Jean Peyrière (born Marie Henri Georges Jean Vaysse, 10 October 1885 – 7 September 1965) was a French stage and film actor. He appeared in several popular serial films during his career.

==Biography==
Jean Peyrière was born Marie Henri Georges Jean Vaysse in Vesoul, Haute-Saône, Franche-Comté. He began his career in the film industry in 1913, with an appearance in the Henri Pouctal directed short film Denise opposite actor Philippe Garnier. Following his role in Denise, he would appear in the André Calmettes directed two part serial Les trois mousquetaires (The Three Muskateers), released the following year. Les trois mousquetaires was an early film adaptation of the 1884 Alexandre Dumas novel of the same name.

Peyrière would spend the remainder of the 1910s appearing in films directed by Louis Mercanton, René Hervil, Jean Kemm and René Plaissetty. In 1919, he appeared in the Henri Pouctal directed serial Travail, which ran in seven installments. In 1923 he appeared in the popular Henri Fescourt directed serial Mandrin, starring Romuald Joubé and followed with a role in the Charles Maudru directed serial Le roi de Paris, starring Jean Dax. Other film serials of the 1920s Peyrière appeared in include Surcouf (1924), directed by Luitz-Morat and starring Jean Angelo; Le Vert Galant (1924), directed by René Leprince; Fanfan la Tulipe (1925), directed again by René Leprince and starring Aimé Simon-Girard; and Le juif errant (1926), directed by Luitz-Morat and starring Gabriel Gabrio.
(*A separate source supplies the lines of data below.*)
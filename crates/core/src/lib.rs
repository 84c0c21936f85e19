//! Core business logic for arcana.

pub mod services;

pub use services::*;
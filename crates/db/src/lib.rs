//! Database layer for arcana.

pub mod entities;
pub mod migrations;
pub mod repositories;
pub mod test_utils;

use arcana_common::{AppError, Config};
use sea_orm::{ConnectOptions, Database, DatabaseConnection};
use std::time::Duration;
use tracing::log::LevelFilter;

/// Initialize database connection.
pub async fn init(config: &Config) -> Result<DatabaseConnection, AppError> {
    let mut opt = ConnectOptions::new(&config.database.url);

    opt.max_connections(config.database.max_connections)
        .min_connections(config.database.min_connections)
        .connect_timeout(Duration::from_secs(10))
        .acquire_timeout(Duration::from_secs(10))
        .idle_timeout(Duration::from_secs(600))
        .max_lifetime(Duration::from_secs(1800))
        .sqlx_logging(true)
        .sqlx_logging_level(LevelFilter::Debug);

    Database::connect(opt)
        .await
        .map_err(|e| AppError::Database(e.to_string()))
}

/// Run pending migrations.
pub async fn migrate(db: &DatabaseConnection) -> Result<(), AppError> {
    use sea_orm_migration::MigratorTrait;
    migrations::Migrator::up(db, None)
        .await
        .map_err(|e| AppError::Database(e.to_string()))
}
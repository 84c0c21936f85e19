//! Notification endpoints.

use axum::{
    extract::{Path, Query, State},
    routing::{get, post},
    Router,
};
use arcana_common::AppResult;
use arcana_db::entities::notification::{self, NotificationType};
use serde::Serialize;

use crate::{
    extractors::{AuthUser, Pagination},
    middleware::AppState,
    response::{ok, ApiResponse},
};

/// Notification response.
#[derive(Debug, Serialize)]
#[serde(rename_all = "camelCase")]
pub struct NotificationResponse {
    pub id: String,
    pub related_user_id: Option<String>,
    pub notification_type: NotificationType,
    pub title: String,
    pub message: String,
    pub is_read: bool,
    pub created_at: String,
}

impl From<notification::Model> for NotificationResponse {
    fn from(n: notification::Model) -> Self {
        Self {
            id: n.id,
            related_user_id: n.related_user_id,
            notification_type: n.notification_type,
            title: n.title,
            message: n.message,
            is_read: n.is_read,
            created_at: n.created_at.to_rfc3339(),
        }
    }
}

/// Notification listing with the unread count.
#[derive(Debug, Serialize)]
#[serde(rename_all = "camelCase")]
pub struct NotificationListResponse {
    pub items: Vec<NotificationResponse>,
    pub unread: u64,
}

/// List the caller's notifications.
async fn list(
    AuthUser(user): AuthUser,
    State(state): State<AppState>,
    Query(pagination): Query<Pagination>,
) -> AppResult<ApiResponse<NotificationListResponse>> {
    let (notifications, unread) = state
        .notification_service
        .list(&user.id, pagination.offset(), pagination.limit())
        .await?;

    Ok(ApiResponse::ok(NotificationListResponse {
        items: notifications.into_iter().map(Into::into).collect(),
        unread,
    }))
}

/// Unread count response.
#[derive(Debug, Serialize)]
#[serde(rename_all = "camelCase")]
pub struct UnreadCountResponse {
    pub unread: u64,
}

/// The caller's unread notification count.
async fn unread_count(
    AuthUser(user): AuthUser,
    State(state): State<AppState>,
) -> AppResult<ApiResponse<UnreadCountResponse>> {
    let unread = state.notification_service.unread_count(&user.id).await?;
    Ok(ApiResponse::ok(UnreadCountResponse { unread }))
}

/// Mark one notification read.
async fn mark_read(
    AuthUser(user): AuthUser,
    State(state): State<AppState>,
    Path(id): Path<String>,
) -> AppResult<impl axum::response::IntoResponse> {
    state.notification_service.mark_read(&user.id, &id).await?;
    Ok(ok())
}

/// Mark all notifications read.
async fn mark_all_read(
    AuthUser(user): AuthUser,
    State(state): State<AppState>,
) -> AppResult<impl axum::response::IntoResponse> {
    state.notification_service.mark_all_read(&user.id).await?;
    Ok(ok())
}

pub fn router() -> Router<AppState> {
    Router::new()
        .route("/", get(list))
        .route("/unread-count", get(unread_count))
        .route("/read-all", post(mark_all_read))
        .route("/{id}/read", post(mark_read))
}
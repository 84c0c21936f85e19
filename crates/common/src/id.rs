//! ID generation utilities.

use ulid::Ulid;
use uuid::Uuid;

/// ID generator for entities.
#[derive(Debug, Clone, Default)]
pub struct IdGenerator {
    _private: (),
}

impl IdGenerator {
    /// Create a new ID generator.
    #[must_use]
    pub const fn new() -> Self {
        Self { _private: () }
    }

    /// Generate a new ULID-based ID.
    ///
    /// ULIDs are:
    /// - Lexicographically sortable
    /// - Monotonically increasing within the same millisecond
    /// - Shorter than UUIDs when represented as strings
    #[must_use]
    pub fn generate(&self) -> String {
        Ulid::new().to_string().to_lowercase()
    }

    /// Generate a cryptographically secure random token.
    ///
    /// Used for auth tokens, email verification and password reset tokens
    /// (no time component).
    #[must_use]
    pub fn generate_token(&self) -> String {
        Uuid::new_v4().simple().to_string()
    }
}

#[cfg(test)]
mod tests {
    use super::*;

    #[test]
    fn test_generate_ulid() {
        let id_gen = IdGenerator::new();
        let id1 = id_gen.generate();
        let id2 = id_gen.generate();

        assert_eq!(id1.len(), 26);
        assert_eq!(id2.len(), 26);
        assert_ne!(id1, id2);
    }

    #[test]
    fn test_generate_token() {
        let id_gen = IdGenerator::new();
        let token = id_gen.generate_token();

        assert_eq!(token.len(), 32); // Simple UUID without hyphens
        assert_ne!(token, id_gen.generate_token());
    }
}
//! Privacy policy service.

use arcana_common::{AppError, AppResult, IdGenerator};
use arcana_db::{entities::privacy_policy, repositories::PrivacyPolicyRepository};
use sea_orm::Set;
use serde::Deserialize;
use validator::Validate;

/// Privacy policy service for business logic.
#[derive(Clone)]
pub struct PrivacyPolicyService {
    policy_repo: PrivacyPolicyRepository,
    id_gen: IdGenerator,
}

/// Input for publishing a new policy revision.
#[derive(Debug, Deserialize, Validate)]
#[serde(rename_all = "camelCase")]
pub struct PublishPolicyInput {
    #[validate(length(min = 1, max = 255))]
    pub title: String,

    #[validate(length(min = 1))]
    pub content: String,
}

impl PrivacyPolicyService {
    /// Create a new privacy policy service.
    #[must_use]
    pub fn new(policy_repo: PrivacyPolicyRepository) -> Self {
        Self {
            policy_repo,
            id_gen: IdGenerator::new(),
        }
    }

    /// The currently active policy.
    pub async fn get_active(&self) -> AppResult<privacy_policy::Model> {
        self.policy_repo
            .find_active()
            .await?
            .ok_or_else(|| AppError::NotFound("No active privacy policy".to_string()))
    }

    /// Publish a new policy revision, deactivating all previous ones.
    pub async fn publish(&self, input: PublishPolicyInput) -> AppResult<privacy_policy::Model> {
        input.validate()?;

        self.policy_repo.deactivate_all().await?;

        let model = privacy_policy::ActiveModel {
            id: Set(self.id_gen.generate()),
            title: Set(input.title),
            content: Set(input.content),
            is_active: Set(true),
            ..Default::default()
        };

        self.policy_repo.create(model).await
    }
}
Jean Peyrière's last film of the 1920s silent film era was the 1929 René Barberis and René Leprince directed drama La tentation (Temptation), starring Lucien Dalsace. Peyrière would only make one sound film, which would also be his last appearance on screen, in the Robert Péguy directed 1937 comedy Monsieur Breloque a disparu, starring Lucien Baroux and Junie Astor.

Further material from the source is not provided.